Verso la metà dell'800 si comprese
l'importanza delle luci in scena, fu
disegnato il primo tutù e furono adottate
le scarpette da punta per esaltare la
leggerezza delle danzatrici. Con il
tempo i virtuosismi della danza classica
divennero nuovamente fini a se stessi,
incapaci di esprimere la passione e
la naturalezza del movimento del corpo
umano, sino a quando la ballerina statunitense
Isadora Duncan (1877-1927) si fece portavoce,
contro la tecnica accademica, della
"danza libera", vale a dire della libertà
del movimento, in totale accordo con
l'istinto, divenendo la pioniera della
danza moderna.
Nel 1909, con il debutto
del Ballets Russes di Serge Diaghilev
al Thèatre du Chàtelet di Parigi, si
hanno, anche in Europa, le prime avvisaglie
della danza moderna.

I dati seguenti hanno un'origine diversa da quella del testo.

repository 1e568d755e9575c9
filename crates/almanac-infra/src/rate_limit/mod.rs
//! Rate limiting implementations.

mod memory;

pub use memory::{InMemoryRateLimiter, RateLimitConfig};
use async_trait::async_trait;
use chrono::Utc;
use tokio::sync::RwLock;

use almanac_core::domain::{NewUser, User};
use almanac_core::error::RepoError;
use almanac_core::ports::{BaseRepository, UserRepository};

use super::Table;

/// In-memory user store.
pub struct InMemoryUserRepository {
    store: RwLock<Table<User>>,
}

impl InMemoryUserRepository {
    pub fn new() -> Self {
        Self {
            store: RwLock::new(Table::new()),
        }
    }
}

impl Default for InMemoryUserRepository {
    fn default() -> Self {
        Self::new()
    }
}

#[async_trait]
impl BaseRepository<User, i32> for InMemoryUserRepository {
    async fn find_by_id(&self, id: i32) -> Result<Option<User>, RepoError> {
        let store = self.store.read().await;
        Ok(store.rows.get(&id).cloned())
    }

    async fn save(&self, user: User) -> Result<User, RepoError> {
        let mut store = self.store.write().await;
        let row = store.rows.get_mut(&user.id).ok_or(RepoError::NotFound)?;
        *row = user.clone();
        Ok(user)
    }

    async fn delete(&self, id: i32) -> Result<(), RepoError> {
        let mut store = self.store.write().await;
        store.rows.remove(&id).map(|_| ()).ok_or(RepoError::NotFound)
    }
}

#[async_trait]
impl UserRepository for InMemoryUserRepository {
    async fn find_by_login(&self, login: &str) -> Result<Option<User>, RepoError> {
        let store = self.store.read().await;
        Ok(store.rows.values().find(|u| u.login == login).cloned())
    }

    async fn create(&self, new_user: NewUser) -> Result<User, RepoError> {
        let mut store = self.store.write().await;
        if store.rows.values().any(|u| u.login == new_user.login) {
            return Err(RepoError::Constraint(format!(
                "login '{}' is already taken",
                new_user.login
            )));
        }

        let now = Utc::now();
        Ok(store.insert_with(|id| User {
            id,
            login: new_user.login,
            password_hash: new_user.password_hash,
            city: new_user.city,
            roles: new_user.roles,
            created_at: now,
            updated_at: now,
        }))
    }
}

#[cfg(test)]
mod tests {
    use super::*;

    #[tokio::test]
    async fn test_duplicate_login_is_rejected() {
        let repo = InMemoryUserRepository::new();
        let alice = NewUser::new("alice".into(), "hash".into(), "Paris".into());

        repo.create(alice.clone()).await.unwrap();
        let result = repo.create(alice).await;

        assert!(matches!(result, Err(RepoError::Constraint(_))));
    }

    #[tokio::test]
    async fn test_save_updates_city() {
        let repo = InMemoryUserRepository::new();
        let mut user = repo
            .create(NewUser::new("bob".into(), "hash".into(), "Paris".into()))
            .await
            .unwrap();

        user.relocate("Kyiv");
        repo.save(user.clone()).await.unwrap();

        let stored = repo.find_by_id(user.id).await.unwrap().unwrap();
        assert_eq!(stored.city, "Kyiv");
        assert_eq!(repo.find_by_login("bob").await.unwrap().unwrap().id, user.id);
    }
}
//! Ports - trait definitions for external dependencies.
//! These are the "interfaces" that infrastructure must implement.

mod auth;
mod rate_limit;
mod repository;
mod weather_api;

pub use auth::{AuthError, PasswordService, TokenClaims, TokenService};
pub use rate_limit::{RateLimitError, RateLimitResult, RateLimiter};
pub use repository::{
    AdviceRepository, BaseRepository, GeoRepository, MonthRepository, UserRepository,
    WeatherRepository,
};
pub use weather_api::{WeatherApi, WeatherApiError};
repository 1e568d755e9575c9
//! Data Transfer Objects - request/response types for the API.

use serde::{Deserialize, Serialize};

/// Request to login.
#[derive(Debug, Clone, Serialize, Deserialize)]
pub struct LoginRequest {
    pub login: String,
    pub password: String,
}

/// Response containing authentication tokens.
#[derive(Debug, Clone, Serialize, Deserialize)]
pub struct AuthResponse {
    pub access_token: String,
    pub token_type: String,
    pub expires_in: u64,
}

/// Response containing a user's public information.
#[derive(Debug, Clone, Serialize, Deserialize)]
pub struct UserResponse {
    pub id: i32,
    pub login: String,
    pub city: String,
    pub roles: Vec<String>,
    pub created_at: String,
}

/// A calendar month.
#[derive(Debug, Clone, PartialEq, Eq, Serialize, Deserialize)]
pub struct MonthResponse {
    pub num: u32,
    pub name: String,
}

/// An advice with all the months it is tagged with.
#[derive(Debug, Clone, Serialize, Deserialize)]
pub struct AdviceResponse {
    pub id: i32,
    pub detail: String,
    pub months: Vec<MonthResponse>,
}

/// An advice as listed for one month.
#[derive(Debug, Clone, PartialEq, Eq, Serialize, Deserialize)]
pub struct MonthlyAdviceResponse {
    pub id: i32,
    pub detail: String,
    /// Name of the listed month.
    pub name: String,
}

/// Current weather for a city.
#[derive(Debug, Clone, PartialEq, Eq, Serialize, Deserialize)]
pub struct WeatherResponse {
    pub city: String,
    pub weather: String,
    /// `dd/mm/YYYY HH:MM:SS`, UTC.
    pub date: String,
    /// `"API"` for a fresh upstream reading, `"cache"` otherwise.
    pub from: String,
}

/// Identifier of an entity affected by a mutation.
#[derive(Debug, Clone, Serialize, Deserialize)]
pub struct EntityRef {
    pub id: i32,
}
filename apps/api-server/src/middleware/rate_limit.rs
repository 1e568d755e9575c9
//! Rate limiting middleware.

use actix_web::{
    Error, HttpResponse,
    body::EitherBody,
    dev::{Service, ServiceRequest, ServiceResponse, Transform, forward_ready},
};
use almanac_shared::ErrorResponse;
use std::future::{Future, Ready, ready};
use std::pin::Pin;
use std::rc::Rc;
use std::sync::Arc;

use almanac_core::ports::{RateLimitResult, RateLimiter};

/// Paths that are never rate limited.
const EXEMPT_PATHS: &[&str] = &["/api/health"];

/// Rate limiting middleware factory.
pub struct RateLimitMiddleware {
    limiter: Arc<dyn RateLimiter>,
}

impl RateLimitMiddleware {
    pub fn new(limiter: Arc<dyn RateLimiter>) -> Self {
        Self { limiter }
    }
}

impl<S, B> Transform<S, ServiceRequest> for RateLimitMiddleware
where
    S: Service<ServiceRequest, Response = ServiceResponse<B>, Error = Error> + 'static,
    B: 'static,
{
    type Response = ServiceResponse<EitherBody<B>>;
    type Error = Error;
    type Transform = RateLimitMiddlewareService<S>;
    type InitError = ();
    type Future = Ready<Result<Self::Transform, Self::InitError>>;

    fn new_transform(&self, service: S) -> Self::Future {
        ready(Ok(RateLimitMiddlewareService {
            service: Rc::new(service),
            limiter: self.limiter.clone(),
        }))
    }
}

pub struct RateLimitMiddlewareService<S> {
    service: Rc<S>,
    limiter: Arc<dyn RateLimiter>,
}

impl<S, B> Service<ServiceRequest> for RateLimitMiddlewareService<S>
where
    S: Service<ServiceRequest, Response = ServiceResponse<B>, Error = Error> + 'static,
    B: 'static,
{
    type Response = ServiceResponse<EitherBody<B>>;
    type Error = Error;
    type Future = Pin<Box<dyn Future<Output = Result<Self::Response, Self::Error>>>>;

    forward_ready!(service);

    fn call(&self, req: ServiceRequest) -> Self::Future {
        let service = Rc::clone(&self.service);
        let limiter = self.limiter.clone();

        Box::pin(async move {
            if !EXEMPT_PATHS.contains(&req.path()) {
                let key = req
                    .connection_info()
                    .realip_remote_addr()
                    .unwrap_or("unknown")
                    .to_string();

                match limiter.check(&key).await {
                    Ok(result) if !result.allowed => {
                        tracing::warn!(key = %key, path = %req.path(), "Rate limit exceeded");
                        let response = too_many_requests(&result);
                        return Ok(req.into_response(response).map_into_right_body());
                    }
                    Ok(_) => {}
                    // Fail open.
                    Err(e) => tracing::error!(error = %e, "Rate limiter error"),
                }
            }

            let res = service.call(req).await?;
            Ok(res.map_into_left_body())
        })
    }
}

fn too_many_requests(result: &RateLimitResult) -> HttpResponse {
    let retry_after = result.reset_after.as_secs().max(1);
    let error = ErrorResponse::new(429, "Too Many Requests").with_detail(format!(
        "Rate limit exceeded. Try again in {} seconds.",
        retry_after
    ));

    HttpResponse::TooManyRequests()
        .insert_header(("X-RateLimit-Remaining", "0"))
        .insert_header(("Retry-After", retry_after.to_string()))
        .json(error)
}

Diaghilev (1872-1929)
apportò le maggiori innovazioni nella
storia della danza in quanto fu un impresario
di gusto, capace di scoprire talenti
e di realizzare grandi collaborazioni
con coreografi (Fokine, Nijinsky, Massine,
Nijinska e Balanchine), con scenografi
(tra cui i pittori: Picasso, Matisse
e de Chirico), con i migliori ballerini
del primo '900 (tra cui Karsavina, Lifar,
Nijinsky, Pavlova, Lopokova) e con i
compositori del calibro di Stravinsky,
Prokofiev, Ravel o Debussy.
Tra gli
altri grandi innovatori del balletto
classico del primo '900 ricordiamo:
- Enrico Cecchetti (1850-1928), grande
danzatore, minimo di genio. Fu soprattutto
un eccezionale maestro di ballo classico:
insegnò a Pietroburgo, Varsavia e Londra,
fu l'anima didattica dei Ballet Russes.
In Inghilterra fondò la "Cecchetti Society",
per tramandare il proprio metodo d'insegnamento.
Ritornato in Italia nel '25, diresse
il Teatro alla Scala. - Marie Rambert
(1888-1982) allieva devota di Cecchetti,
antesignana, con la scuola fondata nel
1920, del balletto moderno inglese.
- Serge Lifar (1905-1986) ucraino, stella
dei Ballets Russes sino alla morte di
Diaghilev e allo Scioglimento della
compagnia.
In seguito fu direttore per
quasi 50 anni, dell'Operà di Parigi,
ove fu l'artefice - in quanto ballerino,
coreografo e scrittore della rinascita
del balletto francese. - George Balanchine
(1904-1983) ballerino e coreografo russo.
Nel '25 divenne capo coreografo dei
Ballet Russes; dal '33 fu in U.S.A.,
dove fondò scuole e compagnie (New York
City Center). Qui costruì un repertorio
moderno che portò in tutta Europa negli
anni '50. Con Apollon Musagète, del
'28, creò un nuovo stile e divenne il
principale esponente del Neoclassico.
Negli anni '20 nasce la danza moderna.
Essa nasce negli U.S.A. con danzatori
come M.Graham, D.Humphrey e C.Weidman,
ma soprattutto grazie alle precedenti
riflessioni sul movimento di F. Delsarte.
E.J.Dalcroze e di R.Von Laban, alle
esperienze di I.Duncan e agli studi
approfonditi di R.S.Denis e T.Shawn
(da qui il nome della scuola Denishawn).